La casa del lago, de Thomas Harding

Es difícil no evocar la imponente figura de Ivo Ándric cuando uno comienza a leer “La casa del lago”, de Thomas Harding (Galaxia Gutenberg, 2017). Si allí, era el puente de una pequeña localidad el que servía de nido conductor a una narración que abarcaba diferentes generaciones de los balcanes, aquí es una casa familiar, en Berlín, la que sirve de enlace y excusa para narrar la primera mitad del siglo XX: el siglo más violento de la humanidad.

Sin embargo, las similitudes acaban ahí. Y tampoco otras obras donde las sagas generacionales se convierten en la excusa para narrar la Historia (desde “Los Buddenbrook” de Mann, hasta “Petersburgo” de Bely) pueden citarse como modelo para una obra que, entre lo ficcional y lo documental, ofrece un modelo novedoso de narrar la propia historia. De hecho, la obra de Harding estaría más cerca de narraciones documentales como “Borrados” de Bartov.

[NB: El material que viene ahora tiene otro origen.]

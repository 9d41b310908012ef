//! The prompt optimization engine.
//!
//! - [`patterns`]: cheap deterministic rewrite rules
//! - [`evaluator`]: weighted-rubric scoring with a heuristic fallback
//! - [`generator`]: history-aware rewrites
//! - [`learner`]: rewrites informed by similar high performers
//! - [`convergence`]: plateau detection
//! - [`controller`]: the iteration loop tying them together

pub mod controller;
pub mod convergence;
pub mod evaluator;
pub mod generator;
pub mod learner;
pub mod patterns;

pub use controller::{OptimizationResult, PromptOptimizer, StopReason};
pub use convergence::ConvergenceDetector;
pub use evaluator::{heuristic_score, weighted_score, Evaluation, Evaluator, CRITERIA};
pub use generator::CandidateGenerator;
pub use learner::{Learned, RetrievalLearner};
pub use patterns::{apply_patterns, Pattern, PATTERNS};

“La casa del lago” narra, a través de los habitantes de la vivienda (a saber: un noble, una próspera y respetada familia judía, un famoso compositor nazi, una viuda y sus hijos, un informador de la stasi…)  no sólo al ascenso y posterior caída del nazismo -aunque hablando del siglo XX alemán este sea siempre el meollo de la narración- sino que arranca su obra a finales del XIX, se sumerge en la Gran Guerra y en la posterior y fallida república de Weimar y desemboca, tras el nazismo y la guerra fría, en la reunificación de las dos Alemanias y la caída del mudo de Berlín.

La caída del muro sirve, de hecho, como acicate para la memoria. Preocupado porque la desaparición de los vestigios materiales suponga el inicio del olvido, Harding se empeña en reconstruir la historia de sus antepasados y de quienes les rodearon. Es decir, la memoria de una Alemania a la que de nuevo hoy -cuando las calles vuelven a llenarse de manifestaciones nacionalistas- cuesta no mirar con preocupación. No sólo por el futuro. Sino también por el pasado: por la facilidad con la que parecen haberse olvidado las atrocidades cometidas en ese país en el siglo pasado.

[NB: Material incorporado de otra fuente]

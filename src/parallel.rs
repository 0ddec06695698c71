//! Structured divide-and-conquer over index ranges.
//!
//! [`parallel_for`] builds a fork/join job tree over a `u32` range: interior
//! jobs fork their range in half until the [`CountSplitter`] says stop, and
//! leaves invoke the caller's closure with their sub-range. The call runs
//! and waits on the root, so it returns only once the whole range has been
//! processed (or an exit request cut the wait short). Work is executed by
//! the scheduler's workers *and* by the calling thread, which must therefore
//! be a worker or an adopted thread.

use std::ops::Range;
use std::sync::Arc;

use crate::job::Job;
use crate::scheduler::{JobSystem, RunFlags};

/// Splits a range in half while the piece is big enough and the tree is
/// shallow enough.
///
/// Without an explicit split cap, the depth defaults to one level past
/// `ceil(log2(slot_count))`, enough to give every slot a piece plus slack
/// for steal imbalance.
#[derive(Clone, Copy, Debug)]
pub struct CountSplitter {
    min_count: u32,
    max_splits: Option<u32>,
}

impl CountSplitter {
    /// Splitter producing leaves of at least `min_count` items.
    pub fn new(min_count: u32) -> CountSplitter {
        CountSplitter {
            min_count: min_count.max(1),
            max_splits: None,
        }
    }

    /// Caps the split depth explicitly.
    pub fn with_max_splits(mut self, max_splits: u32) -> CountSplitter {
        self.max_splits = Some(max_splits);
        self
    }

    fn should_split(&self, splits: u32, count: u32, default_max_splits: u32) -> bool {
        count >= self.min_count * 2 && splits < self.max_splits.unwrap_or(default_max_splits)
    }
}

impl Default for CountSplitter {
    fn default() -> CountSplitter {
        CountSplitter::new(1)
    }
}

/// Runs `f` over every piece of `range`, forking across the scheduler, and
/// waits for the whole range to complete.
///
/// The closure is shared by every leaf, so it gets the sub-range as an
/// argument rather than capturing mutable state; aggregate through atomics
/// or per-leaf slots. When the job pool runs dry, pieces degrade to running
/// inline on whichever thread hit the wall.
///
/// # Panics
///
/// Panics if the calling thread is neither an owned worker nor adopted.
pub fn parallel_for<F>(
    js: &JobSystem,
    parent: Option<&Job>,
    range: Range<u32>,
    splitter: CountSplitter,
    f: F,
) where
    F: Fn(Range<u32>) + Send + Sync + 'static,
{
    let start = range.start;
    let count = range.end.saturating_sub(range.start);
    if count == 0 {
        return;
    }

    let f = Arc::new(f);
    let default_max_splits = js.parallel_split_count() + 1;

    let root = {
        let f = Arc::clone(&f);
        js.create_with(parent, move |js, job| {
            split_range(js, job, &f, start, count, 0, splitter, default_max_splits);
        })
    };
    match root {
        Some(root) => js.run_and_wait(root),
        None => f(start..start + count),
    }
}

#[allow(clippy::too_many_arguments)]
fn split_range<F>(
    js: &JobSystem,
    job: &Job,
    f: &Arc<F>,
    start: u32,
    count: u32,
    splits: u32,
    splitter: CountSplitter,
    default_max_splits: u32,
) where
    F: Fn(Range<u32>) + Send + Sync + 'static,
{
    if splitter.should_split(splits, count, default_max_splits) {
        let left = count / 2;
        spawn_half(js, job, f, start, left, splits + 1, splitter, default_max_splits);
        spawn_half(
            js,
            job,
            f,
            start + left,
            count - left,
            splits + 1,
            splitter,
            default_max_splits,
        );
    } else {
        f(start..start + count);
    }
}

#[allow(clippy::too_many_arguments)]
fn spawn_half<F>(
    js: &JobSystem,
    parent: &Job,
    f: &Arc<F>,
    start: u32,
    count: u32,
    splits: u32,
    splitter: CountSplitter,
    default_max_splits: u32,
) where
    F: Fn(Range<u32>) + Send + Sync + 'static,
{
    let child = {
        let f = Arc::clone(f);
        js.create_with(Some(parent), move |js, job| {
            split_range(js, job, &f, start, count, splits, splitter, default_max_splits);
        })
    };
    match child {
        Some(child) => js.run(child, RunFlags::empty()),
        // Pool exhausted: process this piece inline without splitting
        // further. The tree above us still completes normally.
        None => f(start..start + count),
    }
}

En esa lucha por la memoria, Harding ha levantado un libro que, como decíamos, oscila entre la narrativa (no ficcional, o no pretendidamente ficcional) y el documental. Donde el material objetivo, como fotos, cartas, etc., se da la mano con la recreación más o menos novelesca de los hechos, en una hibridación de géneros, que pretende contar los hechos sin apropiarse de ellos, sin usurpar la voz de los miles de desaparecidos.

Además, Harding añade una problemática cada vez más de actualidad: lo que Marianne Hirsch llamó la posmemoria. Es decir, una vez muertos aquellos que padecieron los diferentes traumas, quedan sus hijos y nietos. ¿Cómo pueden estos contar su historia sin apropiarse de los hechos ni desvirtuarlos y, al mismo tiempo, sin perder su voz propia o presentarse ellos también como víctimas?

Harding no es aquí, en ese sentido, un narrador frío ni distante. Su voz aparece y desaparece en los relatos, y no duda en mostrarse implicado en lo que allí se cuenta. Aunque él no sea el protagonista, ésta es su historia.

Una obra diferente e interesante, que abre un camino para futuras narraciones sobre la memoria, y que tiene además el valor añadido de resultar tan entretenida como inteligente.